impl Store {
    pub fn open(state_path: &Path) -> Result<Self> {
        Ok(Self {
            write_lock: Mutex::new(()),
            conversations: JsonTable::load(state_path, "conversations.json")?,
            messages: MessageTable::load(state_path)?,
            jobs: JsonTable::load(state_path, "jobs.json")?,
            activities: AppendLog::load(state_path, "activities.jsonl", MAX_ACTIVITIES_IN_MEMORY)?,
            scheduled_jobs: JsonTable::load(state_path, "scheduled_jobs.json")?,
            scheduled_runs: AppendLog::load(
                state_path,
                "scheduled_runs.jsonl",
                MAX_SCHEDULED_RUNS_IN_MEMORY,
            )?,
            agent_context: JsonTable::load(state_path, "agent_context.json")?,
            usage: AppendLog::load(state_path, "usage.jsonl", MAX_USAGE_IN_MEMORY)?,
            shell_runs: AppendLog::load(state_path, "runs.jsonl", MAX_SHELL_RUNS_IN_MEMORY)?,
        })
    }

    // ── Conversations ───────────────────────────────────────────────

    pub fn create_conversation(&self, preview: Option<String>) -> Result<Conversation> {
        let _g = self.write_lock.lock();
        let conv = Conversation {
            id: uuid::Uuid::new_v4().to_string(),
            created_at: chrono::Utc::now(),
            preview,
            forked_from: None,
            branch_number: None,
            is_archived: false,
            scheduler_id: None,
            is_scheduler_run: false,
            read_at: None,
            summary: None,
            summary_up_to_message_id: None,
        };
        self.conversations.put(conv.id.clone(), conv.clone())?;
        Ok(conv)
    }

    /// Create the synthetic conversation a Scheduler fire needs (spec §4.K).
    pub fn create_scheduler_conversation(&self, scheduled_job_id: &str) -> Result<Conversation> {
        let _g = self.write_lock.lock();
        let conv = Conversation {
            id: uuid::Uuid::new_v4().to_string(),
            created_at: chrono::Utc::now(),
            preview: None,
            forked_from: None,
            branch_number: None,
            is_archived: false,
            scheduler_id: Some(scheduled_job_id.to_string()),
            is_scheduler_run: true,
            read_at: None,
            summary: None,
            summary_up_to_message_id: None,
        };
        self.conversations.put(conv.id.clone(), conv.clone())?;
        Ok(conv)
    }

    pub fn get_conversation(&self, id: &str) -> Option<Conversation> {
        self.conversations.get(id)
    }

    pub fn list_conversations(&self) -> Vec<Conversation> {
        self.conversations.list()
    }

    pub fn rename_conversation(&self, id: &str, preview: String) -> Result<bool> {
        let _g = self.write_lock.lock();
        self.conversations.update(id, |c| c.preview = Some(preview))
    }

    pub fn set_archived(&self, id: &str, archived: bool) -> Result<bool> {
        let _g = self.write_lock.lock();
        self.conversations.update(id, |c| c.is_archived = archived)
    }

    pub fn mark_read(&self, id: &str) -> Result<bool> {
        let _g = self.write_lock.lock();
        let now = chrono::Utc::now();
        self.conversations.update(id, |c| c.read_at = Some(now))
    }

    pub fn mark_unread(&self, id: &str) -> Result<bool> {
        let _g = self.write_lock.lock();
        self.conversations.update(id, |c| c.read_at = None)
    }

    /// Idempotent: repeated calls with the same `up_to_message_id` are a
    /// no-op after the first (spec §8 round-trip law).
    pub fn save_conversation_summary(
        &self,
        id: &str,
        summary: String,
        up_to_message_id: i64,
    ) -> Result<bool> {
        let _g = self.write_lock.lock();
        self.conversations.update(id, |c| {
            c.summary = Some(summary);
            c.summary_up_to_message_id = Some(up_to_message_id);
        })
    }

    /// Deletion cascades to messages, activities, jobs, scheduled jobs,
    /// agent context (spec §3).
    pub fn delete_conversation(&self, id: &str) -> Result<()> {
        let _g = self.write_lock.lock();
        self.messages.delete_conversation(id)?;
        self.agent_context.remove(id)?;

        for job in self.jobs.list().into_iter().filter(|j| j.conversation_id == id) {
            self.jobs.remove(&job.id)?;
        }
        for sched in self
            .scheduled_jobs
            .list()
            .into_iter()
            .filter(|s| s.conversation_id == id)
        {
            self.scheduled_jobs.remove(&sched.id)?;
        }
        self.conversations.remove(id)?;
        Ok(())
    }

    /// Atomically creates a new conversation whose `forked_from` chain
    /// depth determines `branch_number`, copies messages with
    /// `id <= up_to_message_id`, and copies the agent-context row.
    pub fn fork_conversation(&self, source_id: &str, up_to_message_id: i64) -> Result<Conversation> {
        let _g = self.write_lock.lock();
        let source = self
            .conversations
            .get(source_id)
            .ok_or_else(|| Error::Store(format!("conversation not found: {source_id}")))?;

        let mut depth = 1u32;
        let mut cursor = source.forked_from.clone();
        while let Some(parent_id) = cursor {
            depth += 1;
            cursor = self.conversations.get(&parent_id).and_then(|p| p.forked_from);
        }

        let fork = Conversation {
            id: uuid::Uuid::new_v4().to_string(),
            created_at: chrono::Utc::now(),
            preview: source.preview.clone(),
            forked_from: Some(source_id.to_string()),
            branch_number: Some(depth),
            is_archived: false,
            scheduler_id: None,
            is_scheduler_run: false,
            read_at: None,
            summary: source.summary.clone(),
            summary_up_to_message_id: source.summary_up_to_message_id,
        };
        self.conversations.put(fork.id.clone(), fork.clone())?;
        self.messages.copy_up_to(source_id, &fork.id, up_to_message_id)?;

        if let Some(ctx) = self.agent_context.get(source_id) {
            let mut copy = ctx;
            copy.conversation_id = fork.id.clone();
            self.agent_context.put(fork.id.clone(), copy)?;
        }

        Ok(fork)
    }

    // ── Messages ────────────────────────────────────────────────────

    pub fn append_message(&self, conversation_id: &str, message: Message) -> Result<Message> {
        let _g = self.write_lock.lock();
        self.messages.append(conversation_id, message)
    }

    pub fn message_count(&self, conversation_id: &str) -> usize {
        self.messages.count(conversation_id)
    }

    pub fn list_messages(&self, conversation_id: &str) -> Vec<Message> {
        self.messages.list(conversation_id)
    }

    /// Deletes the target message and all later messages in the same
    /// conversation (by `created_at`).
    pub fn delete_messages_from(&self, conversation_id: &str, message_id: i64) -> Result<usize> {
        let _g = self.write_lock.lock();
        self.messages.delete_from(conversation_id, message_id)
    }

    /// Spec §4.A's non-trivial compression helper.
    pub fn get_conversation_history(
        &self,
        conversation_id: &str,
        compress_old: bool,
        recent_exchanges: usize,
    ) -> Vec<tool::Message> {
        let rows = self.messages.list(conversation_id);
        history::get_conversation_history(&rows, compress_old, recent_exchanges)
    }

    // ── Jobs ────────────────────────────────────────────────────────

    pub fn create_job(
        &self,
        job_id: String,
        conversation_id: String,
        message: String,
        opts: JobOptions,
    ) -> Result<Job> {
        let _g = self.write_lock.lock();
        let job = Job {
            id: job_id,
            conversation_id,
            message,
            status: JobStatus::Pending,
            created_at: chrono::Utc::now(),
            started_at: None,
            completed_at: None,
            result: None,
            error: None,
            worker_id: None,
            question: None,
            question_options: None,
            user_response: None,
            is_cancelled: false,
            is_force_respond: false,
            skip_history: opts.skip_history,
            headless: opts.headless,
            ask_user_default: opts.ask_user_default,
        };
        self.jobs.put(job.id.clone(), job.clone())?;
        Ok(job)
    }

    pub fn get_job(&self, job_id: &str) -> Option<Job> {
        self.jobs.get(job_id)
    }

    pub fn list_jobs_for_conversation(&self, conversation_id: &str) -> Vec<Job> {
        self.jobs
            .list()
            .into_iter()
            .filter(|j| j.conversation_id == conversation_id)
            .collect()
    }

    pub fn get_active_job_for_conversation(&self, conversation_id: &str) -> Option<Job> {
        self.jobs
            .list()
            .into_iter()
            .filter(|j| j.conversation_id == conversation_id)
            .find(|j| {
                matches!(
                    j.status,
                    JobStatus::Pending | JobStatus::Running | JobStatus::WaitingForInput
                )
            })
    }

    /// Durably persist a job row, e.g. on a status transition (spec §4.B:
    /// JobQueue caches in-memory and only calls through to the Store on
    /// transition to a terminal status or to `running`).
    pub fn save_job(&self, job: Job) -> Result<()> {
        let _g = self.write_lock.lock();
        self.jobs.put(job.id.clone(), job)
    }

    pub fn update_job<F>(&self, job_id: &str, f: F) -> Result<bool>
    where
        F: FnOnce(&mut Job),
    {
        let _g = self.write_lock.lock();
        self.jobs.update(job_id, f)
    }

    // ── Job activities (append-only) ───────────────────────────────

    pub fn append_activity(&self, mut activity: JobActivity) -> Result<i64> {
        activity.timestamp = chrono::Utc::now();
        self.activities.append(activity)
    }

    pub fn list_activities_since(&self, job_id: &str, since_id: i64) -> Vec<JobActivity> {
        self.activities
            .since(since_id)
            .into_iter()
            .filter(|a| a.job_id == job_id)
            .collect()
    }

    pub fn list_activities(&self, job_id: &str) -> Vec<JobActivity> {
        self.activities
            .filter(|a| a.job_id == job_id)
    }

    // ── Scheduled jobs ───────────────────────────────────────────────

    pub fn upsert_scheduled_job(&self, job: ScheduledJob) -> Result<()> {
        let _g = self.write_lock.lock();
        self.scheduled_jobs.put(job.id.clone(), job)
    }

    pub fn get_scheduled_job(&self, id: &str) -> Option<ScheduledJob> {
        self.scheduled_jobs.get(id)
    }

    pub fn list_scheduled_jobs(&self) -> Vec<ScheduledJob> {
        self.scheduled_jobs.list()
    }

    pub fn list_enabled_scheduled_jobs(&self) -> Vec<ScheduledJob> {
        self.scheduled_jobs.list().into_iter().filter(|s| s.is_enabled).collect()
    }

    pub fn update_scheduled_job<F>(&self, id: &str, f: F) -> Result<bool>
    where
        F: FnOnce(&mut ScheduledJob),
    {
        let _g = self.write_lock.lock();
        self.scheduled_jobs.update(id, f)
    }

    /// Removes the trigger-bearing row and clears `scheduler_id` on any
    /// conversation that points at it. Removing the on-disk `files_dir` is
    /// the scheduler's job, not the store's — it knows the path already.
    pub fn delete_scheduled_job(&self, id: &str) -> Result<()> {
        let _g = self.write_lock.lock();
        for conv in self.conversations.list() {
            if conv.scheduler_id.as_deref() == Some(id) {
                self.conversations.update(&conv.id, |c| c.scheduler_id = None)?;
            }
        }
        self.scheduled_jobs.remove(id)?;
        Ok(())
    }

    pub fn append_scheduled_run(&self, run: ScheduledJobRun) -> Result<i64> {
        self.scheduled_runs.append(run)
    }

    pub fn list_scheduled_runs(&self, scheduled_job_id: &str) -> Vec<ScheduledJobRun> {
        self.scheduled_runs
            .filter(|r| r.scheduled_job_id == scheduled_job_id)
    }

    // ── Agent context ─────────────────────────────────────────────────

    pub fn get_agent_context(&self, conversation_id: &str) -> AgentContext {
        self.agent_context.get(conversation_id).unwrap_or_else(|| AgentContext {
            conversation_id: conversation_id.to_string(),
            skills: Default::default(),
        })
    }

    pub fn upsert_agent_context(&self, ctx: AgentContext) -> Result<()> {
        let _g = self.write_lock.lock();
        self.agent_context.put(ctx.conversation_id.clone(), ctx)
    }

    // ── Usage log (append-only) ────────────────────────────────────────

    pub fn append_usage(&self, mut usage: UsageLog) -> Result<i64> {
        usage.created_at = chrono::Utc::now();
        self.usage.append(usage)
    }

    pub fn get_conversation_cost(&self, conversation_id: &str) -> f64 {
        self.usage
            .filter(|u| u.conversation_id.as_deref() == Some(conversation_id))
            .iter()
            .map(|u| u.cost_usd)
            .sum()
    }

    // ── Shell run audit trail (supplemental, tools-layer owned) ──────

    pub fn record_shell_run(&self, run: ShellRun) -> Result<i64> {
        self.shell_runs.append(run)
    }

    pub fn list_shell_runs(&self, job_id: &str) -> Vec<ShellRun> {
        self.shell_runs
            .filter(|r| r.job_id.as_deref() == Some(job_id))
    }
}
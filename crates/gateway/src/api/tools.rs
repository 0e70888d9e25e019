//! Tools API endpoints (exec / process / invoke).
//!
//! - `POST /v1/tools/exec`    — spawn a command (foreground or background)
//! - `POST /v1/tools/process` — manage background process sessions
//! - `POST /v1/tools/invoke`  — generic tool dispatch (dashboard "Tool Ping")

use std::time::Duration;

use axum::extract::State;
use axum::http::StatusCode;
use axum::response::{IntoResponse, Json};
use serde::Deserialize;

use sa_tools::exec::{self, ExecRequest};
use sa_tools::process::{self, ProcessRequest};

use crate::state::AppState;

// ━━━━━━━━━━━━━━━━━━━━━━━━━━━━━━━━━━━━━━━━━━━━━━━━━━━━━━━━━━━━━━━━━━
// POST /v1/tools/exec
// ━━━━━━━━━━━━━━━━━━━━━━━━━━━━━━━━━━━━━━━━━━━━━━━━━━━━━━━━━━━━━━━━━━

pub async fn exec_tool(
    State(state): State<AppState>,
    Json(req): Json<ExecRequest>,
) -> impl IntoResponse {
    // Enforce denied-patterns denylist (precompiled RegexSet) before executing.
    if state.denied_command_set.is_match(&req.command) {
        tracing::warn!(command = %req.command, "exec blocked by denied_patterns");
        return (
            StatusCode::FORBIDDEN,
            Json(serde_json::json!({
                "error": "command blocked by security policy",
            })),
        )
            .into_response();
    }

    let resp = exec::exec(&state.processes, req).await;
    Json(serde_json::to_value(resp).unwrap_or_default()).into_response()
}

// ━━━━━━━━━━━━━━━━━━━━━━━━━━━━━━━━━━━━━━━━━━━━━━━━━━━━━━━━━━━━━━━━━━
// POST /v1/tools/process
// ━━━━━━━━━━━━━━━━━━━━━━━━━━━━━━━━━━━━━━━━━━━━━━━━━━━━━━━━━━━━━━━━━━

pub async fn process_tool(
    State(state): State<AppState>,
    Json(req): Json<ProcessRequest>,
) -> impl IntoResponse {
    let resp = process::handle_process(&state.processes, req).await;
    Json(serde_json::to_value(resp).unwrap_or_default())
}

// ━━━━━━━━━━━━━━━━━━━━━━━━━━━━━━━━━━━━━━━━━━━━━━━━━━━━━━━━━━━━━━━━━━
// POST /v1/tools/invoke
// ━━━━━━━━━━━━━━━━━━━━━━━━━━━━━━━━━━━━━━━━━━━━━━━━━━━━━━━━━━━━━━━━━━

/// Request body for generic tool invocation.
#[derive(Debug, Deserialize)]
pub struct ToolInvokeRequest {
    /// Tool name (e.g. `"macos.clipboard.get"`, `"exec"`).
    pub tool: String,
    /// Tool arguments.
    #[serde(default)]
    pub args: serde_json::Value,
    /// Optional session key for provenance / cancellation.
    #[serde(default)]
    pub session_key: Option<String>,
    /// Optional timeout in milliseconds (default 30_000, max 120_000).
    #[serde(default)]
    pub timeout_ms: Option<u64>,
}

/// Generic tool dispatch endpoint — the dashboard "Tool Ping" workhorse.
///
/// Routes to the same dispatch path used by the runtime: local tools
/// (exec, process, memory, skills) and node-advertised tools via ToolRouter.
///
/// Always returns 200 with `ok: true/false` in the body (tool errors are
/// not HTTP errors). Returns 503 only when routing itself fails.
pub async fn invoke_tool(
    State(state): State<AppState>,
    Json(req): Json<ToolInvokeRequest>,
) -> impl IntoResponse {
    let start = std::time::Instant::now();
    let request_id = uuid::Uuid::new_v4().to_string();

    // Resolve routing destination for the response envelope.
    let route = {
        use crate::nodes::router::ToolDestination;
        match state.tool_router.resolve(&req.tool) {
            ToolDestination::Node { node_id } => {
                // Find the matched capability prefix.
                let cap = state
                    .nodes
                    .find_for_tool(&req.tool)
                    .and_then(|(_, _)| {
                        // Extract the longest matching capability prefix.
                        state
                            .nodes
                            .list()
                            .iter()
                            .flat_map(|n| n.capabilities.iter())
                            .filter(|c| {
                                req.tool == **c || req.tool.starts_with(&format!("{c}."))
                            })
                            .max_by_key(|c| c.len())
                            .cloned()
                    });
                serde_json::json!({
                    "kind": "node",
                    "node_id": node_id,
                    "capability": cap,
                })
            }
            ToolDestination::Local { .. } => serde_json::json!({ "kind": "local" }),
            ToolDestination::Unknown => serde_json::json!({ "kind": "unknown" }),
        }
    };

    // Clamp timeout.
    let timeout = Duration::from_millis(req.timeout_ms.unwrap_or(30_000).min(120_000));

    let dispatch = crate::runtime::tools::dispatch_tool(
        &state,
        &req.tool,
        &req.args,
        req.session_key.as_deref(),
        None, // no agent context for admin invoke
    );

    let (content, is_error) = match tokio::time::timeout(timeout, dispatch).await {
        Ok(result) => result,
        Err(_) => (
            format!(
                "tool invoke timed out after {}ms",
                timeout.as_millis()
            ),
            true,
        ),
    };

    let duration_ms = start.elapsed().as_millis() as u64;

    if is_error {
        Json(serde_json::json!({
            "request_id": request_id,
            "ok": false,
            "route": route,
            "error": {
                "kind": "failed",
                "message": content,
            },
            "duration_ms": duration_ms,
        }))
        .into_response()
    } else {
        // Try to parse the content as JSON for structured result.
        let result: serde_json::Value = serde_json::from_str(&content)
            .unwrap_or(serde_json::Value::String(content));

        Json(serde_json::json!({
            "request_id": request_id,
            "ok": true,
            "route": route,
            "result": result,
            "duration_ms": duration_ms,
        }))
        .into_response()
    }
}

#### Work instructions:
Read the entries above, then pull out the lines that include "Optional".

#### The answer:
    /// Optional session key for provenance / cancellation.
    /// Optional timeout in milliseconds (default 30_000, max 120_000).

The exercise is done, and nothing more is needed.